Information =
┄┄┄┄┄┄┄┄┄┄┄┄┄┄┄┄┄┄┄┄

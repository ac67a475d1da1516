//! Error types for the extraction pipeline
//!
//! Only two failures are fatal: an unreadable input file and a JSON encoding
//! failure. Everything the scanners hit mid-stream (wrong token sequence,
//! unexpected literal, malformed quoted literal) is handled internally by
//! backtracking or raw-text fallback and never surfaces here.

use std::fmt;
use std::io;
use std::path::PathBuf;

/// Fatal errors of one extraction run
#[derive(Debug)]
pub enum ExtractError {
    /// The bundle file could not be read.
    InputUnreadable { path: PathBuf, source: io::Error },
    /// The extracted result could not be encoded as JSON.
    EncodingFailure(serde_json::Error),
}

impl fmt::Display for ExtractError {
    fn fmt(&self, f: &mut fmt::Formatter<'_>) -> fmt::Result {
        match self {
            ExtractError::InputUnreadable { path, source } => {
                write!(f, "cannot read bundle {}: {}", path.display(), source)
            }
            ExtractError::EncodingFailure(source) => {
                write!(f, "cannot encode output: {}", source)
            }
        }
    }
}

impl std::error::Error for ExtractError {}

#[cfg(test)]
mod tests {
    use super::*;

    #[test]
    fn test_input_unreadable_display_names_the_path() {
        let error = ExtractError::InputUnreadable {
            path: PathBuf::from("/no/such/bundle.js"),
            source: io::Error::new(io::ErrorKind::NotFound, "not found"),
        };
        let message = error.to_string();
        assert!(message.contains("/no/such/bundle.js"));
        assert!(message.contains("not found"));
    }
}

┄┄┄┄┄┄┄┄┄┄┄┄┄┄┄┄┄┄┄┄

Read through the lines above and collect those that contain the string "found".

            source: io::Error::new(io::ErrorKind::NotFound, "not found"),
        assert!(message.contains("not found"));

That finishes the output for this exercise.